May 10, 2019
1. Budget cuts for education affect universities and research
The Bolsonaro administration decided to suspend funding for masters and PhD research as of the month of May. The decision is part of a series of budget cuts to public education that will amount to a reduction of at least R$ 7.3 billion (USD $1.84 billion) of funding for both basic and higher education. The cuts do not affect ongoing benefits. Deans, professors, researchers and students at federal universities protested the decision and the opposition is organizing demonstrations against the policy. Earlier this week, Education Minister Abraham Weintraub went to the Senate to explain the decision denying the existence of cuts, framing it instead a freeze that can be reversed in the future, while adding that the entire country is making sacrifices. Weintraub is the second education minister to serve in Bolsonaro’s administration – also recommended for the job by Olavo de Carvalho, a philosopher who is seen as a “guru” for President Bolsonaro.
O Globo: Governo suspende bolsas de doutorado e mestrado
O Estado de S. Paulo: Oposição usará cortes para protestar contra Bolsonaro
Folha de S.Paulo: Presidente diz que corte na Educação não é ‘maldade
2. Majority support pension reform, but unaware of details
A recent poll revealed that 59% of Brazilians support the administration’s proposed pension reform – but only 36% are aware of the bill’s details. According to the pollster, 6% of people stated they knew the contents of the bill in depth, while 30% stated they were aware of only some key changes. The poll reveals that people with higher education and a monthly family income of over R$ 5,000 (USD $1,261) tend to view the changes as extremely necessary. When questioned about whether there should be a minimum age for retirement, 72% support the idea. However, when asked if they think that people should retire later in life because they live longer, 73% of people said “no”.
O Estado de S. Paulo: Brasileiros querem mudar aposentadoria, diz pesquisa
Valor Econômico: Pesquisa indica apoio popular à reforma da Previdência
3. Bolsonaro fulfills campaign promise to relax gun laws
Earlier this week, President Jair Bolsonaro fulfilled another campaign promise. The presidential decree – which can still be scrutinized by Congress before it becomes law – authorizes working politicians, judges, truckers and even journalists covering crime stories to carry guns and ammunition both at home and at work. The decree also allows minors to attend shooting lessons without the need for authorization from the Justice Department and allows civilians to carry lethal weapons that were previously restricted for use by the armed forces and security agents. According to a poll by Datafolha from December 2018, 61% of people are against allowing people to carry firearms.

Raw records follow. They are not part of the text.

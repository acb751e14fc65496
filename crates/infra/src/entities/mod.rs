//! Entities served by the repositories.
//!
//! Each entity is a domain-shaped struct plus its [`EntitySchema`]; the
//! generic engine does the rest.

mod account;
mod annotation;
mod customer_payment;
mod document;
mod presence;
mod project;
mod session;
mod threshold;
mod user;
mod webhook;

pub use account::Account;
pub use annotation::Annotation;
pub use customer_payment::CustomerPayment;
pub use document::DocumentRecord;
pub use presence::{Presence, PresenceStatus};
pub use project::Project;
pub use session::Session;
pub use threshold::Threshold;
pub use user::User;
pub use webhook::Webhook;

use docrepo_core::{EntityId, Identified};

use crate::registry::{ModelRegistry, RegistryError};

macro_rules! impl_identified {
    ($($ty:ty),+ $(,)?) => {
        $(
            impl Identified for $ty {
                fn identity(&self) -> Option<EntityId> {
                    EntityId::parse(&self.id).ok()
                }
            }
        )+
    };
}

impl_identified!(
    Account,
    Annotation,
    CustomerPayment,
    DocumentRecord,
    Presence,
    Project,
    Session,
    Threshold,
    User,
    Webhook,
);

/// Register every shipped entity.
pub fn register_all(registry: &mut ModelRegistry) -> Result<(), RegistryError> {
    registry.register::<Account>()?;
    registry.register::<User>()?;
    registry.register::<Session>()?;
    registry.register::<Webhook>()?;
    registry.register::<Project>()?;
    registry.register::<DocumentRecord>()?;
    registry.register::<Annotation>()?;
    registry.register::<Presence>()?;
    registry.register::<Threshold>()?;
    registry.register::<CustomerPayment>()?;
    Ok(())
}

/// A frozen registry holding every shipped entity.
pub fn registry() -> Result<ModelRegistry, RegistryError> {
    let mut registry = ModelRegistry::new();
    register_all(&mut registry)?;
    registry.freeze()?;
    Ok(registry)
}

Folha de S.Paulo: Bolsonaro libera uso de armas e facilita acesso a aulas de tiro
O Estado de S. Paulo: Decreto facilita acesso e uso de armas por civis
4. U.S. government supports inclusion of Brazil into OECD and NATO
Two public statements made by the U.S. government opened the doors for Brazil to be accepted as a new member country of the OEC and as a“major non-NATO ally.” On Twitter, Assistant U.S. Secretary of StateKimberly Breier said the White House “welcomes Brazil’s economic reforms and best practices” according to OECD standards. The statement was made following rumors that the U.S. had not made this endorsement official after President Donald Trump had promised Jair Bolsonaro his support. Trump also notified Congress of his intent to designate Brazil as a major non-NATO ally, which will increase defense cooperation between member countries.
O Globo: EUA oficializam apoio à entrada do Brasil na OCDE e na Otan
Revista Veja: Trump dá primeiro passo para Brasil ser aliado externo da Otan
Folha de S.Paulo: Apoio dos EUA é muito claro, diz governo Bolsonaro[SC1]
5. Supreme Court advocates for a free market and supports ridesharing apps
The Federal Supreme Court ruled that laws banning the use of ridesharing apps for public transport as unconstitutional. The decision allows for the use of the apps nationwide. Justices decided unanimously that calling for a car through an app, even if it is not a taxi, doesn’t affect the market of taxis. It is therefore illegal to keep other apps from entering the free market. Justices have yet to decide on some details of the issue, such as a public register of drivers as well as the tools local governments will have at their disposal to implement oversight and establish rules and regulations without banning competitors. Justices will also decide if cars from ridesharing apps will be able to circulate in any town, no matter the town in which they are registered.